# Your assignment
From the listing below, copy each line that holds "MainMessage".

# Task material

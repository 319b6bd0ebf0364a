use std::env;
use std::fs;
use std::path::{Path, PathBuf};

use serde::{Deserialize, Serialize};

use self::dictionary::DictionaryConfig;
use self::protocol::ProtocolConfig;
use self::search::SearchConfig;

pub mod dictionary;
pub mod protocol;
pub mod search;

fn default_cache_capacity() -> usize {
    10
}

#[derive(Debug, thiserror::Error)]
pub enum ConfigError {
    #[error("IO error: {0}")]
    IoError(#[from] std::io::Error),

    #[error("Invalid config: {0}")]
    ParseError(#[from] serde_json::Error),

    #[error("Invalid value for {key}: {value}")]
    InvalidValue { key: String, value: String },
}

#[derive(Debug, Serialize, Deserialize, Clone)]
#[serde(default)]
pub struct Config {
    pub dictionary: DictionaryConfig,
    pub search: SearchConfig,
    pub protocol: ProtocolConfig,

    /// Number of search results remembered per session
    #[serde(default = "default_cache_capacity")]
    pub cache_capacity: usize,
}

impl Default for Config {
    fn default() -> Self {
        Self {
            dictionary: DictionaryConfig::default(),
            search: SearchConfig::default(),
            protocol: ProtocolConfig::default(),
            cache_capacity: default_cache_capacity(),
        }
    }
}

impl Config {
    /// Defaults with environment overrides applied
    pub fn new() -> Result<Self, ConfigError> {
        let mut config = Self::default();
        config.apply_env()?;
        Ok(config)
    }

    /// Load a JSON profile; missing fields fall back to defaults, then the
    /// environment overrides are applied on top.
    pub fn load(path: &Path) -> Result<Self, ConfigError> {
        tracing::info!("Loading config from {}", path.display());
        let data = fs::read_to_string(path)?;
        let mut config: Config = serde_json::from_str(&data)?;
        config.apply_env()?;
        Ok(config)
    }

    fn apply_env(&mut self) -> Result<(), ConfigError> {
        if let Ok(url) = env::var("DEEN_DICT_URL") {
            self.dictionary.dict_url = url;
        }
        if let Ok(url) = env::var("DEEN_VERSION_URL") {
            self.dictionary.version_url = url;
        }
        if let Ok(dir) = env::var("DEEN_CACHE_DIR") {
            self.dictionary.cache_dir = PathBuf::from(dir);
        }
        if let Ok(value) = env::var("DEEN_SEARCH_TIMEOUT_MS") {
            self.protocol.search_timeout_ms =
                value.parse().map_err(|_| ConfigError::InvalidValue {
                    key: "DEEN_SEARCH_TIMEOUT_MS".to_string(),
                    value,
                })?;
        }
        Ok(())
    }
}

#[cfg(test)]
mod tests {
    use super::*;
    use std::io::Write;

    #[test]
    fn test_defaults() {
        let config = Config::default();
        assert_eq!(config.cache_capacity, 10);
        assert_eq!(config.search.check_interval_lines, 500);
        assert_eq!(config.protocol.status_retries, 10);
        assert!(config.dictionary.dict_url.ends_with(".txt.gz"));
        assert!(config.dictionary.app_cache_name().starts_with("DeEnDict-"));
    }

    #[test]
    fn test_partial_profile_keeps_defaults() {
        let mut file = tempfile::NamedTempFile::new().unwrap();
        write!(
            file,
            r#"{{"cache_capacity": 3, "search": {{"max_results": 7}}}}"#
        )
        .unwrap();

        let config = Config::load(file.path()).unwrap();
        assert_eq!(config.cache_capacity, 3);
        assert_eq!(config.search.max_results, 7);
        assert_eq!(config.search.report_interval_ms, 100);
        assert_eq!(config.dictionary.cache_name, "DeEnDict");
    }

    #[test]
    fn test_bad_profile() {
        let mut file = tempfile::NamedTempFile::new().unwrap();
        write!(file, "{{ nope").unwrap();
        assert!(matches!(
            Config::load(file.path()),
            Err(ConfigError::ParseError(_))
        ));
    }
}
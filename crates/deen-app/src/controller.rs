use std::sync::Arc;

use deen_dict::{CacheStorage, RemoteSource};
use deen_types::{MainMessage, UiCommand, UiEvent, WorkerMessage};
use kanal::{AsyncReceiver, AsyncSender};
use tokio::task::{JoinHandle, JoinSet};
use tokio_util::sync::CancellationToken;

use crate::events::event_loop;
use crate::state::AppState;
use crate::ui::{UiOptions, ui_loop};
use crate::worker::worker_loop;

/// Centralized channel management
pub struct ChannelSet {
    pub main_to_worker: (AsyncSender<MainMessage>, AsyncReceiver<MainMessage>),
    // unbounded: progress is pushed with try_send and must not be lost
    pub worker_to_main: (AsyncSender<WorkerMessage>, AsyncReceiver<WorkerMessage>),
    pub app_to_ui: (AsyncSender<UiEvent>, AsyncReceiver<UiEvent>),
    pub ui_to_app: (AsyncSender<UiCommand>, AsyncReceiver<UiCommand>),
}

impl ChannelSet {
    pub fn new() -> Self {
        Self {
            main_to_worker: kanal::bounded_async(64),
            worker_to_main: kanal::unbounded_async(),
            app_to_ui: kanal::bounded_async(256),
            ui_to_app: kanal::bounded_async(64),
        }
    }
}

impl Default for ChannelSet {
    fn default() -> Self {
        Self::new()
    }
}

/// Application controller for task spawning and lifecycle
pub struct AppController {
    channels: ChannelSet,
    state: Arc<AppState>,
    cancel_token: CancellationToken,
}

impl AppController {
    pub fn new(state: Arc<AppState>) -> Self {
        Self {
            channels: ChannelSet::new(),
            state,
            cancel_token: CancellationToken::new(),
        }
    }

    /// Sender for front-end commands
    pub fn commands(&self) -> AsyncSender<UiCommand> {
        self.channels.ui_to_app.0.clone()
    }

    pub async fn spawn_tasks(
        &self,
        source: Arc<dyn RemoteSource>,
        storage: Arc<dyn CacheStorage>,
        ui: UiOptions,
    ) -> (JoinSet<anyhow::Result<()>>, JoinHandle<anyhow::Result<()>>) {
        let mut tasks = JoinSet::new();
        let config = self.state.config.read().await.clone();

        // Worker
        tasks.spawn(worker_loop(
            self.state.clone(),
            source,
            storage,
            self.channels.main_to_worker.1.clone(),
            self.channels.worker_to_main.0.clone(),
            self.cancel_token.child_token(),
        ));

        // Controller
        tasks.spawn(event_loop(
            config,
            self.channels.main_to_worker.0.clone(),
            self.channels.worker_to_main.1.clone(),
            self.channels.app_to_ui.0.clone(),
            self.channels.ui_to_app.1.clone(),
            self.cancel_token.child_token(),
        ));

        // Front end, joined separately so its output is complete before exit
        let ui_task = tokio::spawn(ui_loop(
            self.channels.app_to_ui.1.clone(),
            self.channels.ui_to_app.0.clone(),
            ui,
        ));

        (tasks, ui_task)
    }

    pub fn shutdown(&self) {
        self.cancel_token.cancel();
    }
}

# Reply
use deen_types::{MainMessage, UiCommand, UiEvent, WorkerMessage};
    pub main_to_worker: (AsyncSender<MainMessage>, AsyncReceiver<MainMessage>),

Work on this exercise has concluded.